Much recent demand for accountants has been driven by enhanced compliance requirements, such as Sarbanes–Oxley in US.
That may be a bubble, Accountants can’t assume a permanent upward curve [in demand for their services] for the next decade.
That’s why they need to be investing in their careers. Ambitious accountants need to demonstrate that they have added value to their career by gaining additional qualifications, through on-the-job learning and mentorship. And they have to demonstrate that added value can be translated into the business.
The recent impact of the US Sarbanes–Oxley Act highlighted the accountant’s role and there has been a lot of emphasis and effort in the past few years on internal controls and making sure that financial statement numbers are correct, and that all systems and controls around them are in place and operating properly. Everyone up to the chief finance officer (CFO) has been very much engaged in that process.
Some people would say that has diverted the attention of the CFO from more strategic things. I think it will come back into balance.

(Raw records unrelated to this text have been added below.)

//! Sort and projection over record lists
//!
//! Works over anything implementing [`FieldSource`]: normalized records on
//! the query path, plain JSON objects elsewhere.
//!
//! Sorting is stable and ascending by the field's natural order, with
//! missing or null values last. A descending sort is the ascending result
//! reversed.

use crate::query::normalize::NormalizedRecord;
use crate::query::spec::{FieldSelection, SortOrder, SortSpec};
use chrono::DateTime;
use serde_json::{Map, Value};
use std::borrow::Cow;
use std::cmp::Ordering;

/// Something with named JSON fields
pub trait FieldSource {
    /// Value of a field, if present
    fn field_value(&self, name: &str) -> Option<Cow<'_, Value>>;

    /// Every field as a JSON object
    fn to_map(&self) -> Map<String, Value>;

    /// Sort key for a field
    fn sort_key(&self, name: &str) -> SortKey {
        SortKey::from_value(self.field_value(name).as_deref())
    }
}

impl FieldSource for Map<String, Value> {
    fn field_value(&self, name: &str) -> Option<Cow<'_, Value>> {
        self.get(name).map(Cow::Borrowed)
    }

    fn to_map(&self) -> Map<String, Value> {
        self.clone()
    }
}

impl FieldSource for NormalizedRecord<'_> {
    fn field_value(&self, name: &str) -> Option<Cow<'_, Value>> {
        self.field(name)
    }

    fn to_map(&self) -> Map<String, Value> {
        NormalizedRecord::to_map(self)
    }

    fn sort_key(&self, name: &str) -> SortKey {
        match name {
            "normalTime" => SortKey::Instant(self.normal_time.timestamp_millis()),
            "time" => SortKey::Instant(self.record.time.timestamp_millis()),
            "normalEnd" if self.normal_end.is_some() => {
                SortKey::Instant(self.normal_end.map_or(0, |end| end.timestamp_millis()))
            }
            _ => SortKey::from_value(self.field(name).as_deref()),
        }
    }
}

/// Comparable form of a field value
///
/// Values of the same kind compare naturally. Across kinds the order is
/// numbers, instants, strings, booleans, other JSON, then missing.
#[derive(Debug, Clone)]
pub enum SortKey {
    Number(f64),
    /// Milliseconds since the epoch
    Instant(i64),
    Text(String),
    Bool(bool),
    /// Arrays and objects, by their JSON text
    Other(String),
    Missing,
}

impl SortKey {
    /// Key for an optional JSON value; strings in RFC 3339 form become instants
    pub fn from_value(value: Option<&Value>) -> Self {
        match value {
            None | Some(Value::Null) => SortKey::Missing,
            Some(Value::Bool(b)) => SortKey::Bool(*b),
            Some(Value::Number(n)) => n.as_f64().map_or(SortKey::Missing, SortKey::Number),
            Some(Value::String(s)) => match DateTime::parse_from_rfc3339(s) {
                Ok(instant) => SortKey::Instant(instant.timestamp_millis()),
                Err(_) => SortKey::Text(s.clone()),
            },
            Some(other) => SortKey::Other(other.to_string()),
        }
    }

    fn rank(&self) -> u8 {
        match self {
            SortKey::Number(_) => 0,
            SortKey::Instant(_) => 1,
            SortKey::Text(_) => 2,
            SortKey::Bool(_) => 3,
            SortKey::Other(_) => 4,
            SortKey::Missing => 5,
        }
    }
}

impl Ord for SortKey {
    fn cmp(&self, other: &Self) -> Ordering {
        match (self, other) {
            (SortKey::Number(a), SortKey::Number(b)) => a.total_cmp(b),
            (SortKey::Instant(a), SortKey::Instant(b)) => a.cmp(b),
            (SortKey::Text(a), SortKey::Text(b)) => a.cmp(b),
            (SortKey::Bool(a), SortKey::Bool(b)) => a.cmp(b),
            (SortKey::Other(a), SortKey::Other(b)) => a.cmp(b),
            _ => self.rank().cmp(&other.rank()),
        }
    }
}

impl PartialOrd for SortKey {
    fn partial_cmp(&self, other: &Self) -> Option<Ordering> {
        Some(self.cmp(other))
    }
}

impl PartialEq for SortKey {
    fn eq(&self, other: &Self) -> bool {
        self.cmp(other) == Ordering::Equal
    }
}

impl Eq for SortKey {}

/// Stable sort by `field`; `Desc` reverses the ascending order
pub fn sort_by<T: FieldSource>(records: &mut [T], field: &str, order: SortOrder) {
    records.sort_by_cached_key(|record| record.sort_key(field));
    if order == SortOrder::Desc {
        records.reverse();
    }
}

/// Chronological sort on `normalTime`
///
/// Retrieval already yields records in date order, so the common case is a
/// single linear check.
pub fn sort_by_normal_time(records: &mut [NormalizedRecord<'_>]) {
    let sorted = records
        .windows(2)
        .all(|pair| pair[0].normal_time <= pair[1].normal_time);
    if !sorted {
        records.sort_by_key(|record| record.normal_time);
    }
}

/// Apply a type's sort spec to normalized records
///
/// With no sort field the retrieval order is kept, though `Desc` still
/// reverses it.
pub fn apply_sort(records: &mut [NormalizedRecord<'_>], sort: &SortSpec) {
    match sort.field.as_deref() {
        Some("normalTime") => sort_by_normal_time(records),
        Some(field) => sort_by(records, field, SortOrder::Asc),
        None => {}
    }
    if sort.order == SortOrder::Desc {
        records.reverse();
    }
}

/// Reduce each record to the selected fields
///
/// Selected fields a record lacks are left out. The input is not modified.
pub fn project<T: FieldSource>(records: &[T], fields: &FieldSelection) -> Vec<Map<String, Value>> {
    match fields {
        FieldSelection::All => records.iter().map(FieldSource::to_map).collect(),
        FieldSelection::Fields(names) => records
            .iter()
            .map(|record| {
                names
                    .iter()
                    .filter_map(|name| {
                        record
                            .field_value(name)
                            .map(|value| (name.clone(), value.into_owned()))
                    })
                    .collect()
            })
            .collect(),
    }
}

I agree that accounting needs to become more relevant. ‘Accounting has got to be made simple,’ If you have a pension deficit, why aren’t you showing it? For example, liabilities such as lease commitments or post-retirement healthcare benefits that are not shown as liabilities on the balance sheet.
People are making promises that are not charged, ‘It’s not the fault of individual accountants, but the system within the business. Directors need to show a true and fair view of state of affairs of a company that is: financial position and financial performance and accountants. So, if an accountant is at the upper level of management, there will be no tricks about any disclosure and measurement.
I view on skills accountants need to develop to be effective in the future. ‘The in-house accountants are going to have to be better skilled in internal business analysis,’ in order to be able to explain things or spot problems with the internal numbers, or even where there might be fraud going on.
Third parties expect more and more accountability. So accountants will need to really understand the underlying business and how it gets translated, whether in internal reporting or external reporting.’
Soft skills, for example in presentation and negotiation, will become increasingly important for accountants. ‘In finance and accounting we are looking for people in the future who can sell new ideas and processes to their clients, so they will need to have advocacy skills,’ Accountants will need to be versed in change management and strategic planning. If they are just seen as the number cruncher, they will never be seen as part of the top team.